Wednesday, May 5, 2010

Government 102: We put the "us" in USA

In the United States of America, “government” has but one simple yet elegant function: it is how we do things together that we are unable to do by ourselves.

In fact, that is really the only motivating factor in the formation of our country. At the signing of the Declaration of Independence, John Hancock insisted that there must be unanimous support by the colonies’ leadership. It was then that Benjamin Franklin made this famous comment: “Gentlemen, we must indeed all hang together, or, most assuredly, we shall all hang separately.”

“Government” is how we all hang together. Government is our best effort to cooperate in seeing to our common good. It is how we build highways from Oregon to Georgia, how we educate and train adults to be able to earn a living and support a family, how we defend our land against those who would conquer it, how we assure safe living and working conditions for ourselves, how we protect the rights of the weak and defenseless and how we meet a thousand other needs and preferences we’ve defined in our laws and Constitution.

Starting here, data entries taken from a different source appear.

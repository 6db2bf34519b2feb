//! View rendering for the admin panel: an overlay with two tabs.

use console_common::csv::CsvDataset;
use console_common::format::{truncate, PREVIEW_CELL_CHARS, PREVIEW_COLUMNS};
use web_sys::{HtmlInputElement, HtmlSelectElement};
use yew::html::Scope;
use yew::prelude::*;

use super::helpers::{hidden_columns_hint, role_class};
use super::messages::Msg;
use super::state::{AdminPanel, AdminTab};

pub fn view(component: &AdminPanel, ctx: &Context<AdminPanel>) -> Html {
    let link = ctx.link();
    let on_close = ctx.props().on_close.reform(|_: MouseEvent| ());

    html! {
        <div class="admin-overlay">
            <div class="admin-panel">
                <div class="admin-header">
                    <h2>{ "Admin Panel" }</h2>
                    <button class="icon-btn" title="Close" onclick={on_close}>{ "✕" }</button>
                </div>
                { build_tab_bar(component, link) }
                {
                    match component.active_tab {
                        AdminTab::Indexes => build_indexes_tab(component, ctx),
                        AdminTab::Upload => build_upload_tab(component, ctx),
                    }
                }
            </div>
        </div>
    }
}

fn build_tab_bar(component: &AdminPanel, link: &Scope<AdminPanel>) -> Html {
    let tab = |tab: AdminTab, label: &'static str| {
        html! {
            <button
                class={classes!("tab-btn", (component.active_tab == tab).then_some("active"))}
                onclick={link.callback(move |_| Msg::SetTab(tab))}
            >
                { label }
            </button>
        }
    };
    html! {
        <div class="tab-bar">
            { tab(AdminTab::Indexes, "Index Management") }
            { tab(AdminTab::Upload, "Upload CSV") }
        </div>
    }
}

fn build_indexes_tab(component: &AdminPanel, ctx: &Context<AdminPanel>) -> Html {
    let link = ctx.link();
    let props = ctx.props();
    let on_refresh = props.on_refresh.reform(|_: MouseEvent| ());

    html! {
        <div class="admin-tab">
            <form
                class="inline-form"
                onsubmit={link.callback(|e: SubmitEvent| {
                    e.prevent_default();
                    Msg::CreateIndex
                })}
            >
                <input
                    type="text"
                    placeholder="new-index-name"
                    value={component.new_index_name.clone()}
                    oninput={link.callback(|e: InputEvent| {
                        Msg::UpdateNewIndexName(e.target_unchecked_into::<HtmlInputElement>().value())
                    })}
                />
                <button type="submit" class="primary-btn" disabled={component.index_busy}>
                    { if component.index_busy { "Working..." } else { "Create Index" } }
                </button>
            </form>
            <p class="hint">{ "Lowercase letters, numbers, hyphens and underscores only." }</p>

            <div class="list-header">
                <h3>{ "Indexes" }</h3>
                <button class="secondary-btn" onclick={on_refresh} disabled={props.refreshing}>
                    { if props.refreshing { "Refreshing..." } else { "Refresh" } }
                </button>
            </div>
            if props.catalog.is_fallback() {
                <p class="hint warning">{ "Could not load indexes from the service; showing defaults." }</p>
            }
            if props.catalog.is_empty() {
                <p class="hint">{ "No indexes yet." }</p>
            }
            <ul class="index-list">
                { for props.catalog.names().iter().map(|name| build_index_row(component, link, name)) }
            </ul>
        </div>
    }
}

fn build_index_row(component: &AdminPanel, link: &Scope<AdminPanel>, name: &str) -> Html {
    let confirming = component.pending_delete.as_deref() == Some(name);
    let owned = name.to_string();

    html! {
        <li class="index-row" key={name.to_string()}>
            <span class="index-name">{ name }</span>
            if confirming {
                <span class="confirm">
                    <span>{ "Delete this index and all its documents?" }</span>
                    <button
                        class="danger-btn"
                        disabled={component.index_busy}
                        onclick={link.callback(|_| Msg::ConfirmDelete)}
                    >
                        { "Confirm" }
                    </button>
                    <button class="secondary-btn" onclick={link.callback(|_| Msg::CancelDelete)}>
                        { "Cancel" }
                    </button>
                </span>
            } else {
                <button
                    class="danger-btn"
                    disabled={component.index_busy}
                    onclick={link.callback(move |_| Msg::RequestDelete(owned.clone()))}
                >
                    { "Delete" }
                </button>
            }
        </li>
    }
}

fn build_upload_tab(component: &AdminPanel, ctx: &Context<AdminPanel>) -> Html {
    let link = ctx.link();
    let catalog = &ctx.props().catalog;
    let selected = component.upload_index.clone().unwrap_or_default();

    html! {
        <form
            class="admin-tab"
            onsubmit={link.callback(|e: SubmitEvent| {
                e.prevent_default();
                Msg::Upload
            })}
        >
            <label>
                { "Target index" }
                <select
                    onchange={link.callback(|e: Event| {
                        Msg::SelectUploadIndex(e.target_unchecked_into::<HtmlSelectElement>().value())
                    })}
                >
                    <option value="" selected={selected.is_empty()}>{ "Select an index" }</option>
                    { for catalog.names().iter().map(|name| html! {
                        <option value={name.clone()} selected={*name == selected}>{ name }</option>
                    }) }
                </select>
            </label>

            <label>
                { "CSV file" }
                <input
                    type="file"
                    accept=".csv,text/csv"
                    ref={component.file_input_ref.clone()}
                    onchange={link.callback(|e: Event| {
                        let input: HtmlInputElement = e.target_unchecked_into();
                        Msg::FileChosen(input.files().and_then(|files| files.get(0)))
                    })}
                />
            </label>
            <label class="checkbox">
                <input
                    type="checkbox"
                    checked={component.quoted_fields}
                    onchange={link.callback(|_| Msg::ToggleQuotedFields)}
                />
                { "Fields may contain quoted commas" }
            </label>
            if component.reading {
                <p class="hint">{ "Reading file..." }</p>
            }
            if let Some(error) = component.file_error.as_deref() {
                <p class="error-box">{ error }</p>
            }
            if let Some(dataset) = component.dataset.as_ref() {
                { build_dataset_section(component, link, dataset) }
            }

            <label>
                { "Source tag" }
                <input
                    type="text"
                    value={component.source_tag.clone()}
                    oninput={link.callback(|e: InputEvent| {
                        Msg::UpdateSource(e.target_unchecked_into::<HtmlInputElement>().value())
                    })}
                />
            </label>

            <button type="submit" class="primary-btn" disabled={!component.can_upload()}>
                { if component.uploading { "Uploading..." } else { "Upload" } }
            </button>
        </form>
    }
}

fn build_dataset_section(component: &AdminPanel, link: &Scope<AdminPanel>, dataset: &CsvDataset) -> Html {
    let content = dataset.content_column().unwrap_or_default().to_string();
    let id = dataset.id_column().unwrap_or_default().to_string();

    html! {
        <div class="dataset">
            <div class="dataset-header">
                <span>{ format!("{} ({} columns)", dataset.file_name(), dataset.headers().len()) }</span>
                <button type="button" class="link-btn" onclick={link.callback(|_| Msg::ClearFile)}>
                    { "Remove" }
                </button>
            </div>
            if dataset.headers().is_empty() {
                <p class="error-box">{ "The selected CSV file has no header row." }</p>
            } else {
                <label>
                    { "Content column" }
                    <select
                        onchange={link.callback(|e: Event| {
                            Msg::SelectContentColumn(e.target_unchecked_into::<HtmlSelectElement>().value())
                        })}
                    >
                        { for dataset.headers().iter().map(|h| html! {
                            <option value={h.clone()} selected={*h == content}>{ h }</option>
                        }) }
                    </select>
                </label>
                <label>
                    { "Document ID column" }
                    <select
                        onchange={link.callback(|e: Event| {
                            Msg::SelectIdColumn(e.target_unchecked_into::<HtmlSelectElement>().value())
                        })}
                    >
                        <option value="" selected={id.is_empty()}>{ "Auto-generate" }</option>
                        { for dataset.headers().iter().map(|h| html! {
                            <option value={h.clone()} selected={*h == id}>{ h }</option>
                        }) }
                    </select>
                </label>
                <button type="button" class="link-btn" onclick={link.callback(|_| Msg::TogglePreview)}>
                    { if component.show_preview { "Hide preview" } else { "Show preview" } }
                </button>
                if component.show_preview {
                    { build_preview_table(dataset) }
                }
            }
        </div>
    }
}

fn build_preview_table(dataset: &CsvDataset) -> Html {
    let roles = dataset.column_roles();
    let shown = roles.len().min(PREVIEW_COLUMNS);
    let hidden_hint = hidden_columns_hint(&roles, shown);

    html! {
        <div class="csv-preview">
            <table>
                <thead>
                    <tr>
                        { for roles.iter().take(shown).map(|(header, role)| html! {
                            <th class={role_class(*role)}>
                                <div>{ truncate(header, PREVIEW_CELL_CHARS) }</div>
                                <small>{ role.label() }</small>
                            </th>
                        }) }
                    </tr>
                </thead>
                <tbody>
                    { for dataset.preview_rows().iter().map(|row| html! {
                        <tr>
                            { for row.iter().take(shown).map(|(_, value)| html! {
                                <td title={value.to_string()}>{ truncate(value, PREVIEW_CELL_CHARS) }</td>
                            }) }
                        </tr>
                    }) }
                </tbody>
            </table>
            if let Some(hint) = hidden_hint {
                <p class="hint">{ hint }</p>
            }
            if dataset.preview_rows().is_empty() {
                <p class="hint">{ "The file has a header row but no data rows." }</p>
            }
        </div>
    }
}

In the US, we use governments to light traffic signals and put out house fires. We use them to assure safe food and water and school buses. Through governments we provide humane care for the mentally ill and certify elevators and gasoline pumps. And we make sure our grievances can be heard and our worship is not denied us.

Is government perfect? Of course not. How could it be? Government is staffed by human beings, some of the most mistake-prone people on earth. They are just like the rest of us—who hire the governments’ leaders.

Government is us, imperfect, well-intentioned, diverse but unified, doing things together that we can’t do by ourselves.